Our study found that in a propensity-matched sample of seniors insured through Medicare Advantage, those who received high-touch care had lower healthcare costs and fewer hospitalizations than a matched group of patients receiving standard care in a similar value-based model that attracts patients who are clinically high-risk. Care model 1 had a higher number of encounters between patients and providers and was associated with higher use of cardiovascular medications.

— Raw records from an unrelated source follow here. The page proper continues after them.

//! Larder: the label-scanning core of a food-inventory tracker.
//!
//! Raw OCR text and AI vision output go in; one reconciled
//! `(product, category, manufacturing date, expiry date, confidence)`
//! record comes out, plus per-item details for multi-product scans.
//! Everything around this core (HTTP surface, persistence, notification
//! delivery, the OCR engine itself) lives behind collaborator traits.
//!
//! Typical wiring:
//!
//! ```no_run
//! use std::sync::Arc;
//!
//! use larder::inventory::InMemoryInventory;
//! use larder::pipeline::extraction::LocalTextExtractor;
//! use larder::pipeline::scan::ScanService;
//! use larder::pipeline::vision::VisionExtractor;
//!
//! let vision = Arc::new(VisionExtractor::from_env());
//! let service = ScanService::new(
//!     LocalTextExtractor::new(),
//!     vision.clone(),
//!     vision,
//!     Arc::new(InMemoryInventory::new()),
//! );
//! ```

pub mod config;
pub mod corrections;
pub mod inventory;
pub mod models;
pub mod pipeline;
pub mod telemetry;

pub use models::{
    ConfidenceLevel, DetectedItem, FieldConfidence, ScanExtraction, GENERAL_CATEGORY,
    UNKNOWN_PRODUCT,
};
pub use pipeline::scan::{ScanError, ScanOutcome, ScanPreview, ScanService};
//! Shelf-life duration phrases: "best before 6 months from mfg".
//!
//! Many labels never print an absolute expiry date; they state a duration
//! relative to manufacturing or packaging. The grammar here covers the
//! real-world phrasing zoo (use within, shelf life of, good for, keeps
//! for, stays fresh for, ...), quantity tokens written as digits,
//! decimals, unicode or mixed fractions, or English number words, and an
//! optional anchor keyword. Callers supply the anchor date; when no
//! manufacturing date is known the extractor passes "today" explicitly.

use std::sync::LazyLock;

use chrono::{Days, Months, NaiveDate};
use regex::Regex;

use super::dates::{days_in_month, expand_two_digit_year, month_from_name};

const UNIT_ALTERNATION: &str = "weeks|week|months|month|mons|mon|days|day|years|year|yrs|yr|hours|hrs";

const QUANTITY_ALTERNATION: &str = concat!(
    r"\d{1,3}(?:[½¾]|\s+\d\s*/\s*\d)?(?:\.\d+)?",
    r"|twenty\s*one|twenty\s*two|twenty\s*three|twenty\s*four|twenty",
    r"|one|two|three|four|five|six|seven|eight|nine|ten",
    r"|eleven|twelve|thirteen|fourteen|fifteen|sixteen|seventeen|eighteen|nineteen",
    r"|thirty|forty\s*five|sixty|ninety",
);

const LEAD_IN_ALTERNATION: &str = concat!(
    r"best\s*(?:if\s+used\s+)?before|use\s*(?:with)?in|consume\s*(?:with)?in",
    r"|shelf\s*life\s*(?:of|is|:)?|has\s+a\s+shelf\s+life\s+of|valid\s*(?:for|upto)|good\s*for",
    r"|keeps?\s*(?:for|up\s*to)|store\s*(?:for|up\s*to)|stays?\s*fresh\s*(?:for|up\s*to)?",
    r"|lasts?\s*(?:for|up\s*to)?|not\s+to\s+be\s+used\s+after|expir(?:y|es?)\s*(?:in)?",
);

const ANCHOR_ALTERNATION: &str = concat!(
    r"mfg|mfd|manufacture|manufacturing|packed|packaging|packing|pkg|pkd|production|opening",
    r"|date\s*of\s*(?:mfg|manufacture|packing|packaging|production)",
);

/// Full duration phrase: lead-in, quantity, unit, optional "to Y <unit>"
/// second bound, optional anchor keyword.
static DURATION_PHRASE: LazyLock<Regex> = LazyLock::new(|| {
    let pattern = format!(
        r"(?i)(?:{lead})\s*(?:within\s*|up\s*to\s*)?({quantity})\s*({unit})(?:\s*(?:to|-)\s*\d{{1,3}}\s*(?:{unit}))?\s*(?:from|after|of|since|post)?\s*(?:{anchor})?",
        lead = LEAD_IN_ALTERNATION,
        quantity = QUANTITY_ALTERNATION,
        unit = UNIT_ALTERNATION,
        anchor = ANCHOR_ALTERNATION,
    );
    Regex::new(&pattern).unwrap()
});

/// Bare "N <unit>" with no lead-in phrase, for text the vision model has
/// already isolated as a best-before clause.
static BARE_DURATION: LazyLock<Regex> = LazyLock::new(|| {
    let pattern = format!(
        r"(?i)({quantity})\s*({unit})",
        quantity = QUANTITY_ALTERNATION,
        unit = UNIT_ALTERNATION,
    );
    Regex::new(&pattern).unwrap()
});

/// "best before end of <month> <year>"; the lead-in is optional so text
/// the vision model has already isolated as a best-before clause still
/// matches.
static END_OF_MONTH: LazyLock<Regex> = LazyLock::new(|| {
    Regex::new(
        r"(?i)(?:best\s*before\s*)?(?:the\s*)?end\s*(?:of)?\s*(jan|feb|mar|apr|may|jun|jul|aug|sep|sept|oct|nov|dec)[a-z]*\s*(\d{2,4})",
    )
    .unwrap()
});

/// Year-only expiry: "expires 2027", "use by 2027".
static YEAR_ONLY_EXPIRY: LazyLock<Regex> = LazyLock::new(|| {
    Regex::new(r"(?i)(?:exp(?:iry|ire)?|expires?|best\s*before|use\s*by)\s*[:\-]?\s*(20[2-9]\d)\b")
        .unwrap()
});

static MIXED_FRACTION: LazyLock<Regex> =
    LazyLock::new(|| Regex::new(r"^(\d+)\s+(\d+)\s*/\s*(\d+)$").unwrap());

/// Derive an absolute expiry from a duration phrase, anchored at
/// `anchor_date` (the manufacturing date, or "today" when none is known).
pub fn derive_from_duration(text: &str, anchor_date: NaiveDate) -> Option<NaiveDate> {
    let caps = DURATION_PHRASE.captures(text)?;
    let value = parse_quantity(&caps[1])?;
    if value <= 0.0 {
        return None;
    }
    add_duration(anchor_date, value, &caps[2])
}

/// Like [`derive_from_duration`] but without requiring a lead-in phrase.
pub fn derive_bare_duration(text: &str, anchor_date: NaiveDate) -> Option<NaiveDate> {
    let caps = BARE_DURATION.captures(text)?;
    let value = parse_quantity(&caps[1])?;
    if value <= 0.0 {
        return None;
    }
    add_duration(anchor_date, value, &caps[2])
}

/// "best before end of <month> <year>" resolves to the last calendar day
/// of that month.
pub fn derive_from_end_of_month(text: &str) -> Option<NaiveDate> {
    let caps = END_OF_MONTH.captures(text)?;
    let month = month_from_name(&caps[1])?;
    let year = expand_two_digit_year(caps[2].parse().ok()?);
    if !(2000..=2100).contains(&year) {
        return None;
    }
    let last_day = days_in_month(year, month)?;
    NaiveDate::from_ymd_opt(year, month, last_day)
}

/// A year-only expiry phrase resolves to December 31 of that year. The
/// pattern itself constrains the year to 2020..=2099.
pub fn derive_from_year_only(text: &str) -> Option<NaiveDate> {
    let caps = YEAR_ONLY_EXPIRY.captures(text)?;
    let year: i32 = caps[1].parse().ok()?;
    NaiveDate::from_ymd_opt(year, 12, 31)
}

/// Apply `value` of `unit` to an anchor date. Days and weeks round up,
/// months and years are calendar-aware, hours convert to at least one
/// day.
pub fn add_duration(anchor: NaiveDate, value: f64, unit: &str) -> Option<NaiveDate> {
    match unit.trim().to_ascii_lowercase().as_str() {
        "day" | "days" => anchor.checked_add_days(Days::new(value.ceil() as u64)),
        "week" | "weeks" => anchor.checked_add_days(Days::new((value * 7.0).ceil() as u64)),
        "month" | "months" | "mon" | "mons" => {
            anchor.checked_add_months(Months::new(value.ceil() as u32))
        }
        "year" | "years" | "yr" | "yrs" => {
            anchor.checked_add_months(Months::new(12 * value.ceil() as u32))
        }
        "hrs" | "hours" => {
            let days = ((value / 24.0).ceil() as u64).max(1);
            anchor.checked_add_days(Days::new(days))
        }
        _ => None,
    }
}

/// Parse a quantity token: digits, decimals, unicode fractions (`1½`),
/// mixed fractions (`1 1/2`), or English number words up to "ninety".
pub(crate) fn parse_quantity(token: &str) -> Option<f64> {
    let t = token
        .trim()
        .replace('½', ".5")
        .replace('¾', ".75")
        .replace('⅓', ".33")
        .replace('⅔', ".67");

    if let Some(caps) = MIXED_FRACTION.captures(&t) {
        let whole: f64 = caps[1].parse().ok()?;
        let numerator: f64 = caps[2].parse().ok()?;
        let denominator: f64 = caps[3].parse().ok()?;
        if denominator <= 0.0 {
            return None;
        }
        return Some(whole + numerator / denominator);
    }

    if let Ok(n) = t.parse::<f64>() {
        return Some(n);
    }

    let word = t.to_ascii_lowercase().split_whitespace().collect::<Vec<_>>().join(" ");
    let value = match word.as_str() {
        "one" => 1.0,
        "two" => 2.0,
        "three" => 3.0,
        "four" => 4.0,
        "five" => 5.0,
        "six" => 6.0,
        "seven" => 7.0,
        "eight" => 8.0,
        "nine" => 9.0,
        "ten" => 10.0,
        "eleven" => 11.0,
        "twelve" => 12.0,
        "thirteen" => 13.0,
        "fourteen" => 14.0,
        "fifteen" => 15.0,
        "sixteen" => 16.0,
        "seventeen" => 17.0,
        "eighteen" => 18.0,
        "nineteen" => 19.0,
        "twenty" => 20.0,
        "twenty one" | "twentyone" => 21.0,
        "twenty two" | "twentytwo" => 22.0,
        "twenty three" | "twentythree" => 23.0,
        "twenty four" | "twentyfour" => 24.0,
        "thirty" => 30.0,
        "forty five" | "fortyfive" => 45.0,
        "sixty" => 60.0,
        "ninety" => 90.0,
        _ => return None,
    };
    Some(value)
}
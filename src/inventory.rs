//! Inventory-creation collaborator.
//!
//! The extraction core hands finished scans to an [`InventoryStore`];
//! persistence itself lives outside this crate. [`InMemoryInventory`]
//! backs tests and demos.

use std::sync::atomic::{AtomicU64, Ordering};

use async_trait::async_trait;
use chrono::NaiveDate;
use serde::{Deserialize, Serialize};
use thiserror::Error;
use tokio::sync::Mutex;

#[derive(Error, Debug)]
pub enum InventoryError {
    #[error("inventory rejected the batch: {0}")]
    Rejected(String),

    #[error("inventory storage failure: {0}")]
    Storage(String),
}

/// One batch to add: a quantity of one product sharing one expiry date.
#[derive(Debug, Clone, PartialEq, Eq, Serialize, Deserialize)]
pub struct AddBatchRequest {
    pub product_name: String,
    pub category_name: String,
    pub expiry_date: NaiveDate,
    pub quantity: u32,
}

/// A stored product batch as echoed back by the inventory.
#[derive(Debug, Clone, PartialEq, Eq, Serialize, Deserialize)]
pub struct StoredProduct {
    pub id: u64,
    pub product_name: String,
    pub category_name: String,
    pub expiry_date: NaiveDate,
    pub quantity: u32,
}

#[async_trait]
pub trait InventoryStore: Send + Sync {
    async fn add_batch(&self, request: AddBatchRequest) -> Result<StoredProduct, InventoryError>;
}

/// In-memory inventory. Batches with the same name and expiry merge into
/// one entry with a summed quantity.
#[derive(Default)]
pub struct InMemoryInventory {
    products: Mutex<Vec<StoredProduct>>,
    next_id: AtomicU64,
}

impl InMemoryInventory {
    pub fn new() -> Self {
        Self::default()
    }

    pub async fn all(&self) -> Vec<StoredProduct> {
        self.products.lock().await.clone()
    }
}

#[async_trait]
impl InventoryStore for InMemoryInventory {
    async fn add_batch(&self, request: AddBatchRequest) -> Result<StoredProduct, InventoryError> {
        if request.product_name.trim().is_empty() {
            return Err(InventoryError::Rejected("empty product name".to_string()));
        }

        let mut products = self.products.lock().await;

        if let Some(existing) = products.iter_mut().find(|p| {
            p.product_name.eq_ignore_ascii_case(&request.product_name)
                && p.expiry_date == request.expiry_date
        }) {
            existing.quantity += request.quantity.max(1);
            return Ok(existing.clone());
        }

        let product = StoredProduct {
            id: self.next_id.fetch_add(1, Ordering::Relaxed) + 1,
            product_name: request.product_name,
            category_name: request.category_name,
            expiry_date: request.expiry_date,
            quantity: request.quantity.max(1),
        };
        products.push(product.clone());
        Ok(product)
    }
}
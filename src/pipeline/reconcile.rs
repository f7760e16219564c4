//! Reconciliation of the two extraction sources.
//!
//! The AI vision result and the local regex result disagree constantly;
//! this module merges them into one answer with recomputed confidence.
//! Precedence rules, per field:
//!
//! - name/category: the AI wins unless it only produced the sentinel,
//! - manufacturing date: AI, then local, then today,
//! - expiry: the later of the two non-default dates. Premature-expiry
//!   false alarms annoy users far more than a late warning, so the
//!   later date wins ties. When BOTH sources rate their own expiry low
//!   (meaning both guessed from a fallback), both guesses are discarded
//!   and the category table answers directly,
//! - confidence: max score, per-field higher rank,
//! - review flag: both sources must agree the scan is fine.
//!
//! Pure functions: a merge never mutates its inputs and always returns a
//! strictly future expiry.

use chrono::NaiveDate;

use crate::models::{
    days_until, today, DetectedItem, ScanExtraction, CANDIDATE_MAX_LEN, CANDIDATE_MIN_LEN,
    GENERAL_CATEGORY, MAX_PRODUCT_CANDIDATES, UNKNOWN_PRODUCT,
};
use crate::pipeline::extraction::local::guess_category;
use crate::pipeline::extraction::shelf_life;

/// Merge an optional AI extraction with the always-present local one.
pub fn merge(ai: Option<&ScanExtraction>, local: &ScanExtraction) -> ScanExtraction {
    merge_as_of(ai, local, today())
}

/// Deterministic variant of [`merge`] with an explicit clock.
pub fn merge_as_of(
    ai: Option<&ScanExtraction>,
    local: &ScanExtraction,
    today: NaiveDate,
) -> ScanExtraction {
    let Some(ai) = ai else {
        // Local-only: keep the extraction but still enforce the future
        // invariant and a score floor.
        let expiry_date = ensure_future_expiry(
            local.expiry_date,
            &local.category_name,
            &local.product_name,
            today,
        );
        return ScanExtraction {
            product_name: local.product_name.clone(),
            manufacturing_date: Some(local.manufacturing_date.unwrap_or(today)),
            expiry_date,
            days_left_to_expire: days_until(expiry_date, today),
            category_name: local.category_name.clone(),
            is_low_confidence: local.is_low_confidence,
            product_candidates: build_candidates(
                &local.product_name,
                [&local.product_candidates],
            ),
            confidence_score: local.confidence_score.max(20),
            field_confidence: local.field_confidence,
            needs_human_review: local.needs_human_review,
        };
    };

    let product_name = if ai.product_name != UNKNOWN_PRODUCT {
        ai.product_name.clone()
    } else {
        local.product_name.clone()
    };
    let category_name = if ai.category_name != GENERAL_CATEGORY {
        ai.category_name.clone()
    } else {
        local.category_name.clone()
    };
    let manufacturing_date = ai
        .manufacturing_date
        .or(local.manufacturing_date)
        .unwrap_or(today);

    let mut expiry_date = select_best_expiry(ai.expiry_date, local.expiry_date);

    // Both sources admitting a low-confidence expiry means neither saw
    // real label evidence; a fresh category fallback beats combining two
    // guesses.
    if ai.field_confidence.expiry.is_low() && local.field_confidence.expiry.is_low() {
        expiry_date = shelf_life::fallback_expiry_as_of(&category_name, Some(&product_name), today);
    }

    let expiry_date = ensure_future_expiry(expiry_date, &category_name, &product_name, today);

    let is_low_confidence = ai.is_low_confidence && local.is_low_confidence;
    let product_candidates = build_candidates(
        &product_name,
        [&ai.product_candidates, &local.product_candidates],
    );
    let confidence_score = ai.confidence_score.max(local.confidence_score);
    let field_confidence = ai.field_confidence.merged_with(local.field_confidence);

    let needs_human_review = (ai.needs_human_review && local.needs_human_review)
        || field_confidence.any_low()
        || confidence_score < 50;

    ScanExtraction {
        product_name,
        manufacturing_date: Some(manufacturing_date),
        expiry_date,
        days_left_to_expire: days_until(expiry_date, today),
        category_name,
        is_low_confidence,
        product_candidates,
        confidence_score,
        field_confidence,
        needs_human_review,
    }
}

/// Later date wins when the sources disagree.
fn select_best_expiry(ai_expiry: NaiveDate, local_expiry: NaiveDate) -> NaiveDate {
    ai_expiry.max(local_expiry)
}

/// Replace a today-or-earlier expiry with the category fallback.
fn ensure_future_expiry(
    expiry: NaiveDate,
    category_name: &str,
    product_name: &str,
    today: NaiveDate,
) -> NaiveDate {
    if expiry <= today {
        shelf_life::fallback_expiry_as_of(category_name, Some(product_name), today)
    } else {
        expiry
    }
}

/// The merged name plus both candidate lists, deduped case-insensitively,
/// length-filtered, capped.
fn build_candidates<'a>(
    product_name: &str,
    candidate_lists: impl IntoIterator<Item = &'a Vec<String>>,
) -> Vec<String> {
    let mut candidates: Vec<String> = Vec::new();

    let trimmed = product_name.trim();
    if !trimmed.is_empty() && !trimmed.eq_ignore_ascii_case(UNKNOWN_PRODUCT) {
        candidates.push(trimmed.to_string());
    }

    for list in candidate_lists {
        for item in list {
            let cleaned = item.trim();
            if cleaned.len() < CANDIDATE_MIN_LEN || cleaned.len() > CANDIDATE_MAX_LEN {
                continue;
            }
            if candidates.iter().any(|c| c.eq_ignore_ascii_case(cleaned)) {
                continue;
            }
            candidates.push(cleaned.to_string());
        }
    }

    candidates.truncate(MAX_PRODUCT_CANDIDATES);
    candidates
}

/// Category inferred from a bare product name, when its keywords say
/// anything at all.
pub(crate) fn infer_category_from_name(name: &str) -> Option<&'static str> {
    match guess_category(&name.to_lowercase()) {
        GENERAL_CATEGORY => None,
        category => Some(category),
    }
}

/// Synthesize a per-item list from the merged candidates when the AI
/// path produced no structured items. The primary candidate keeps the
/// merged expiry; every other candidate gets its own category fallback
/// so a multi-item list does not collapse onto one date.
pub fn build_per_item_details(combined: &ScanExtraction) -> Option<Vec<DetectedItem>> {
    build_per_item_details_as_of(combined, today())
}

pub fn build_per_item_details_as_of(
    combined: &ScanExtraction,
    today: NaiveDate,
) -> Option<Vec<DetectedItem>> {
    if combined.product_candidates.len() < 2 {
        return None;
    }

    let mut items = Vec::new();
    for candidate in &combined.product_candidates {
        let category = infer_category_from_name(candidate)
            .map(str::to_string)
            .unwrap_or_else(|| combined.category_name.clone());
        let is_primary = candidate.eq_ignore_ascii_case(&combined.product_name);
        let expiry = if is_primary {
            combined.expiry_date
        } else {
            shelf_life::fallback_expiry_as_of(&category, Some(candidate), today)
        };

        items.push(DetectedItem {
            product_name: candidate.clone(),
            category_name: category,
            expiry_date: expiry,
            days_left_to_expire: days_until(expiry, today),
            confidence_score: combined.confidence_score,
            needs_human_review: !is_primary || combined.needs_human_review,
        });
    }

    Some(items)
}

// ──────────────────────────────────────────────
// Tests
// ──────────────────────────────────────────────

We hypothesize that 3 potential mediators may explain the lower costs in the high-touch model of care. First, the greater interaction between patients and providers may allow for better optimization of medications and promote better adherence, leading to higher use of evidence-based medications. Others have reported that facilitating patient–physician communication can optimize the use of medications18,19 and help develop an environment of accountability and trust that facilitates behavior modification. As an example, informing patients of their treatment targets after acute coronary syndromes significantly increased adherence to evidence-based therapies.20 Similarly, clinical inertia is a frequent cause of undertreatment of chronic conditions among the elderly.21

A high-touch model that focuses on patient outcomes and establishes a culture of seeing patients as frequently as needed to prevent complications may help providers favor a more aggressive approach toward treatment. Future studies should evaluate this possibility. Nevertheless, our findings support the fact that the high-touch model may lead to higher use of cardiovascular medications known to improve control of blood pressure and cholesterol and reduce cardiovascular outcomes. The fact that the standard-of-care comparison group (model 2) also had on-site dispensing of medications reduces potential confounding related to the ability to fill prescriptions. However, in the case of model 1, medications are usually delivered by the provider during the patient visit, thus facilitating the quality of communication regarding prescribed medications.13

A second potential explanation for the healthcare cost reduction seen in the high-touch model is that it may allow the more timely diagnosis of ambulatory care–sensitive conditions (ACSCs), leading to a lower mean number of hospital admissions, an important driver of healthcare costs.22 Common causes for hospitalization due to common ACSCs include lack of or delayed access to care, suboptimal monitoring, and medication nonadherence. Therefore, recommended strategies to avoid such hospitalizations include those that are intrinsic parts of a high-touch model: easy access to care, monitoring of outcomes and medication adherence, transition teams, and communication among providers.

Third, because patients in the high-touch care model were seen more often than those in the standard care model, they may better adhere to other preventive care strategies, such as vaccination or cancer screening. The role that high-touch models of care can have in avoiding hospitalizations for ACSCs and in preventive care needs to be rigorously studied.